The Lasker Clinical Research Scholars program will offer applicants the opportunity to compete for a unique combination of intramural and extramural resources for clinical research. The program will support a small number of exceptional clinical researchers in the early stages of their independent careers to promote their development as fully independent scientists. The program combines a period of research experience as a tenure-track investigator in the Intramural Research Program with additional years of independent financial support, either within the Intramural Research Program or at an extramural research institution. Successful applicants will receive support in two phases: 1) support for scholars in the Intramural Research Program for up to 5 years, with the possibility of an extension for an additional 2 years; and 2) either continued Intramural Research Program support, or up to 3 years of support to continue research as an independent clinician scientist at an extramural institution.

Deadline: June 24, 2022

Application Due Date Jun 25 2022
Research Enhancement Award Program (REAP) for Health Professional Schools and Graduate Schools (R15 Clinical Trial Not Allowed)

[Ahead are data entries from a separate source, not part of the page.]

use crate::model::Ticker;
use crate::poller::{DashboardEvent, Poller};
use crate::utils;

use chrono::NaiveDate;
use std::sync::Arc;
use tokio::sync::{Notify, mpsc};
use tokio::task::JoinHandle;
use tracing::info;

/// A running session. Dropping the handle cancels it.
pub struct PollHandle {
    session: u64,
    cancel: Arc<Notify>,
    refresh: Arc<Notify>,
    task: Option<JoinHandle<()>>,
}

impl PollHandle {
    pub fn spawn(
        poller: Poller,
        session: u64,
        tickers: Vec<Ticker>,
        today: NaiveDate,
        events: mpsc::Sender<DashboardEvent>,
    ) -> Self {
        let cancel = Arc::new(Notify::new());
        let refresh = Arc::new(Notify::new());
        let task = tokio::spawn({
            let cancel = cancel.clone();
            let refresh = refresh.clone();
            async move {
                poller
                    .run(session, tickers, today, events, cancel, refresh)
                    .await
            }
        });

        Self {
            session,
            cancel,
            refresh,
            task: Some(task),
        }
    }

    pub fn session(&self) -> u64 {
        self.session
    }

    pub fn refresh(&self) {
        self.refresh.notify_one();
    }

    pub fn cancel(&self) {
        self.cancel.notify_one();
    }

    /// Cancels and waits for the task to wind down.
    pub async fn shutdown(mut self) {
        self.cancel();
        if let Some(task) = self.task.take() {
            let _ = task.await;
        }
    }
}

impl Drop for PollHandle {
    fn drop(&mut self) {
        self.cancel();
    }
}

/// Owns the current session and restarts it when the selection changes.
pub struct Scheduler {
    poller: Poller,
    events: mpsc::Sender<DashboardEvent>,
    current: Option<PollHandle>,
    next_session: u64,
}

impl Scheduler {
    pub fn new(poller: Poller, events: mpsc::Sender<DashboardEvent>) -> Self {
        Self {
            poller,
            events,
            current: None,
            next_session: 1,
        }
    }

    /// Cancels the running session and starts a new one for `tickers`.
    /// Returns the new session id, or `None` for an empty selection.
    pub fn restart(&mut self, tickers: Vec<Ticker>) -> Option<u64> {
        self.restart_at(tickers, utils::today())
    }

    pub fn restart_at(&mut self, tickers: Vec<Ticker>, today: NaiveDate) -> Option<u64> {
        if let Some(old) = self.current.take() {
            info!("Selection changed, cancelling session {}", old.session());
        }
        if tickers.is_empty() {
            return None;
        }

        let session = self.next_session;
        self.next_session += 1;
        let symbols: Vec<&str> = tickers.iter().map(Ticker::as_str).collect();
        info!("Starting session {} for {}", session, symbols.join(", "));
        self.current = Some(PollHandle::spawn(
            self.poller.clone(),
            session,
            tickers,
            today,
            self.events.clone(),
        ));
        Some(session)
    }

    pub fn current_session(&self) -> Option<u64> {
        self.current.as_ref().map(PollHandle::session)
    }

    pub fn refresh(&self) {
        if let Some(handle) = &self.current {
            handle.refresh();
        }
    }

    pub async fn stop(&mut self) {
        if let Some(handle) = self.current.take() {
            handle.shutdown().await;
        }
    }
}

The REAP program will enable qualified scientists to receive support for small-scale research projects. It is anticipated that investigators supported under the REAP program will benefit from the opportunity to conduct independent research; that the grantee institution will benefit from a research environment strengthened through REAP grants; and that students at recipient institutions will benefit from exposure to and participation in scientific research in the biomedical sciences so that they consider careers in biomedical research. The REAP funding opportunity emphasizes the engagement and inclusion of health professional, undergraduates, and/or graduate students in research. Since diversity strengthens the research environment, REAP grantees are encouraged to recruit and include students from diverse backgrounds, including those from groups underrepresented in the biomedical research workforce. NIEHS will accept applications describing research projects that will have a defined impact on the environmental health sciences and must have a research focus on exposure-health related responses from environmental agents within the mission interest of the NIEHS.